→ **Stored data entries**
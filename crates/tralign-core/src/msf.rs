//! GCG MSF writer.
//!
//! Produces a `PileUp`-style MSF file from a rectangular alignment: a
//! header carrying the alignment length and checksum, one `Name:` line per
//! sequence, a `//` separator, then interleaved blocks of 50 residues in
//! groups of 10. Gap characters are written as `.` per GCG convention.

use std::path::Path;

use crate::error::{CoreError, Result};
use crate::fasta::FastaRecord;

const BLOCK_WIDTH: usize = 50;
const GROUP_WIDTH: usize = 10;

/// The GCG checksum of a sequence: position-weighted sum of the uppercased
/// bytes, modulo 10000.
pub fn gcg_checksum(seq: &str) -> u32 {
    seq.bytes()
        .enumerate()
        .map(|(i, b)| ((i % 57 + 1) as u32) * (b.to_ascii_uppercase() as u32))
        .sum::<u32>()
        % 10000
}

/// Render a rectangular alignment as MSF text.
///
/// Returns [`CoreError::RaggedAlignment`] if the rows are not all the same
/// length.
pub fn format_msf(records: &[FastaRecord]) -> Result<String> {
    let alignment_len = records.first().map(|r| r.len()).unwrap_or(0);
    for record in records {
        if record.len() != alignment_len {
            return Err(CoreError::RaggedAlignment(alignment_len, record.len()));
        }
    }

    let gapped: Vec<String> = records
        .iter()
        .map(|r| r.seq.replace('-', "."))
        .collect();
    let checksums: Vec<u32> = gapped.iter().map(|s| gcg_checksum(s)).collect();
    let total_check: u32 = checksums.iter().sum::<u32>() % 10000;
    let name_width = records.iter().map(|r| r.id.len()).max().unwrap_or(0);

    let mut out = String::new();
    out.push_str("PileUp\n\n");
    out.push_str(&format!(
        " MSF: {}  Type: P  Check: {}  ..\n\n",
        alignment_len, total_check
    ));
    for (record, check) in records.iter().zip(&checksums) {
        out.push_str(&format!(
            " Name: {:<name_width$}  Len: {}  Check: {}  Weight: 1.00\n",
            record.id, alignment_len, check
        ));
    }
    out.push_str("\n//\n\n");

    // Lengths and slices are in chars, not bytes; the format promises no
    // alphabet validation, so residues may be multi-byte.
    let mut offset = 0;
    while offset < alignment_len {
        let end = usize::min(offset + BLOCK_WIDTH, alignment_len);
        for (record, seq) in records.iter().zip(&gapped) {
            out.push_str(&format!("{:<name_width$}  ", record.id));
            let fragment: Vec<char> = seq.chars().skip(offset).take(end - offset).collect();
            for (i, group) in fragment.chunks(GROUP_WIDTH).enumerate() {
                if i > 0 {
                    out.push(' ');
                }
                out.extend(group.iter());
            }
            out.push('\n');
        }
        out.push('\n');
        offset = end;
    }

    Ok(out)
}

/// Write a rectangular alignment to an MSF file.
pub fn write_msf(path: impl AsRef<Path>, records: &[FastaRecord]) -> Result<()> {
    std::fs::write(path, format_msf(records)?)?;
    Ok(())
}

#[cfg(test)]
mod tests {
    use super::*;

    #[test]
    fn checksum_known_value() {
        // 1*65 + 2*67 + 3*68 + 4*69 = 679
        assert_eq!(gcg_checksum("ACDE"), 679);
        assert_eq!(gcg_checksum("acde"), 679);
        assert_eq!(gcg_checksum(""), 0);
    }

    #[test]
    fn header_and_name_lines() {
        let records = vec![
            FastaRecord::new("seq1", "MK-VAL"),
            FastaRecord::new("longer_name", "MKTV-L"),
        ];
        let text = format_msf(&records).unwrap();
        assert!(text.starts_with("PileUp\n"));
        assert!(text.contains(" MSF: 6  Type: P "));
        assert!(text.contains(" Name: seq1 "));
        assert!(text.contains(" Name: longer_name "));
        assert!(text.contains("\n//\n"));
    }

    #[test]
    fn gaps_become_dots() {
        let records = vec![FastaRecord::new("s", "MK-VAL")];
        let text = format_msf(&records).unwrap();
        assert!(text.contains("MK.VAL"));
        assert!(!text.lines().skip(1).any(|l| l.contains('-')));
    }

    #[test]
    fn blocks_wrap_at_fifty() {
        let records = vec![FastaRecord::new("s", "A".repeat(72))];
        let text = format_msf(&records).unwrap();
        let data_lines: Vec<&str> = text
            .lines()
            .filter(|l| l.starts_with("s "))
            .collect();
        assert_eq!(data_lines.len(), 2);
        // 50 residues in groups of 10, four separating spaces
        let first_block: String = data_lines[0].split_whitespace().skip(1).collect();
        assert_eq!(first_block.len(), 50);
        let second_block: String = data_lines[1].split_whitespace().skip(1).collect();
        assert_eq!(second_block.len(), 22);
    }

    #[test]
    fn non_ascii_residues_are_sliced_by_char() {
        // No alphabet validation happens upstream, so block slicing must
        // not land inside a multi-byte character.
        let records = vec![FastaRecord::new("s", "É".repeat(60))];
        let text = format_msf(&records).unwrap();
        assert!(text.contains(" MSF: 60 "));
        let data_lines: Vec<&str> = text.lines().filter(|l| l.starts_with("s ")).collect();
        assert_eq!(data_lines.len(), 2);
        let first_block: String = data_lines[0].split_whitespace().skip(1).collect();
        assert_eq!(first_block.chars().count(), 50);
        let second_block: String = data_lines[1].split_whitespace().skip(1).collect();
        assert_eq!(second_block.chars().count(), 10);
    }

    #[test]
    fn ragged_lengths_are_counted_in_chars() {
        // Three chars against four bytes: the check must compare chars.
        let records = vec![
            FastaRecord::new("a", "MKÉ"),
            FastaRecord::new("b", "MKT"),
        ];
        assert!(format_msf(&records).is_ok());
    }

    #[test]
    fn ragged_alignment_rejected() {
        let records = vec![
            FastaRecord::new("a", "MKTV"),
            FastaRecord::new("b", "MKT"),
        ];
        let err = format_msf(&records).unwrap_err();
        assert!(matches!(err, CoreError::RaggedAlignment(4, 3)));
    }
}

→ **TASK OBJECTIVE**
The full set of data above must come back exactly as written.

→ **WORKED SOLUTION**
filename crates/tralign-core/src/msf.rs
//! GCG MSF writer.
//!
//! Produces a `PileUp`-style MSF file from a rectangular alignment: a
//! header carrying the alignment length and checksum, one `Name:` line per
//! sequence, a `//` separator, then interleaved blocks of 50 residues in
//! groups of 10. Gap characters are written as `.` per GCG convention.

use std::path::Path;

use crate::error::{CoreError, Result};
use crate::fasta::FastaRecord;

const BLOCK_WIDTH: usize = 50;
const GROUP_WIDTH: usize = 10;

/// The GCG checksum of a sequence: position-weighted sum of the uppercased
/// bytes, modulo 10000.
pub fn gcg_checksum(seq: &str) -> u32 {
    seq.bytes()
        .enumerate()
        .map(|(i, b)| ((i % 57 + 1) as u32) * (b.to_ascii_uppercase() as u32))
        .sum::<u32>()
        % 10000
}

/// Render a rectangular alignment as MSF text.
///
/// Returns [`CoreError::RaggedAlignment`] if the rows are not all the same
/// length.
pub fn format_msf(records: &[FastaRecord]) -> Result<String> {
    let alignment_len = records.first().map(|r| r.len()).unwrap_or(0);
    for record in records {
        if record.len() != alignment_len {
            return Err(CoreError::RaggedAlignment(alignment_len, record.len()));
        }
    }

    let gapped: Vec<String> = records
        .iter()
        .map(|r| r.seq.replace('-', "."))
        .collect();
    let checksums: Vec<u32> = gapped.iter().map(|s| gcg_checksum(s)).collect();
    let total_check: u32 = checksums.iter().sum::<u32>() % 10000;
    let name_width = records.iter().map(|r| r.id.len()).max().unwrap_or(0);

    let mut out = String::new();
    out.push_str("PileUp\n\n");
    out.push_str(&format!(
        " MSF: {}  Type: P  Check: {}  ..\n\n",
        alignment_len, total_check
    ));
    for (record, check) in records.iter().zip(&checksums) {
        out.push_str(&format!(
            " Name: {:<name_width$}  Len: {}  Check: {}  Weight: 1.00\n",
            record.id, alignment_len, check
        ));
    }
    out.push_str("\n//\n\n");

    // Lengths and slices are in chars, not bytes; the format promises no
    // alphabet validation, so residues may be multi-byte.
    let mut offset = 0;
    while offset < alignment_len {
        let end = usize::min(offset + BLOCK_WIDTH, alignment_len);
        for (record, seq) in records.iter().zip(&gapped) {
            out.push_str(&format!("{:<name_width$}  ", record.id));
            let fragment: Vec<char> = seq.chars().skip(offset).take(end - offset).collect();
            for (i, group) in fragment.chunks(GROUP_WIDTH).enumerate() {
                if i > 0 {
                    out.push(' ');
                }
                out.extend(group.iter());
            }
            out.push('\n');
        }
        out.push('\n');
        offset = end;
    }

    Ok(out)
}

/// Write a rectangular alignment to an MSF file.
pub fn write_msf(path: impl AsRef<Path>, records: &[FastaRecord]) -> Result<()> {
    std::fs::write(path, format_msf(records)?)?;
    Ok(())
}

#[cfg(test)]
mod tests {
    use super::*;

    #[test]
    fn checksum_known_value() {
        // 1*65 + 2*67 + 3*68 + 4*69 = 679
        assert_eq!(gcg_checksum("ACDE"), 679);
        assert_eq!(gcg_checksum("acde"), 679);
        assert_eq!(gcg_checksum(""), 0);
    }

    #[test]
    fn header_and_name_lines() {
        let records = vec![
            FastaRecord::new("seq1", "MK-VAL"),
            FastaRecord::new("longer_name", "MKTV-L"),
        ];
        let text = format_msf(&records).unwrap();
        assert!(text.starts_with("PileUp\n"));
        assert!(text.contains(" MSF: 6  Type: P "));
        assert!(text.contains(" Name: seq1 "));
        assert!(text.contains(" Name: longer_name "));
        assert!(text.contains("\n//\n"));
    }

    #[test]
    fn gaps_become_dots() {
        let records = vec![FastaRecord::new("s", "MK-VAL")];
        let text = format_msf(&records).unwrap();
        assert!(text.contains("MK.VAL"));
        assert!(!text.lines().skip(1).any(|l| l.contains('-')));
    }

    #[test]
    fn blocks_wrap_at_fifty() {
        let records = vec![FastaRecord::new("s", "A".repeat(72))];
        let text = format_msf(&records).unwrap();
        let data_lines: Vec<&str> = text
            .lines()
            .filter(|l| l.starts_with("s "))
            .collect();
        assert_eq!(data_lines.len(), 2);
        // 50 residues in groups of 10, four separating spaces
        let first_block: String = data_lines[0].split_whitespace().skip(1).collect();
        assert_eq!(first_block.len(), 50);
        let second_block: String = data_lines[1].split_whitespace().skip(1).collect();
        assert_eq!(second_block.len(), 22);
    }

    #[test]
    fn non_ascii_residues_are_sliced_by_char() {
        // No alphabet validation happens upstream, so block slicing must
        // not land inside a multi-byte character.
        let records = vec![FastaRecord::new("s", "É".repeat(60))];
        let text = format_msf(&records).unwrap();
        assert!(text.contains(" MSF: 60 "));
        let data_lines: Vec<&str> = text.lines().filter(|l| l.starts_with("s ")).collect();
        assert_eq!(data_lines.len(), 2);
        let first_block: String = data_lines[0].split_whitespace().skip(1).collect();
        assert_eq!(first_block.chars().count(), 50);
        let second_block: String = data_lines[1].split_whitespace().skip(1).collect();
        assert_eq!(second_block.chars().count(), 10);
    }

    #[test]
    fn ragged_lengths_are_counted_in_chars() {
        // Three chars against four bytes: the check must compare chars.
        let records = vec![
            FastaRecord::new("a", "MKÉ"),
            FastaRecord::new("b", "MKT"),
        ];
        assert!(format_msf(&records).is_ok());
    }

    #[test]
    fn ragged_alignment_rejected() {
        let records = vec![
            FastaRecord::new("a", "MKTV"),
            FastaRecord::new("b", "MKT"),
        ];
        let err = format_msf(&records).unwrap_err();
        assert!(matches!(err, CoreError::RaggedAlignment(4, 3)));
    }
}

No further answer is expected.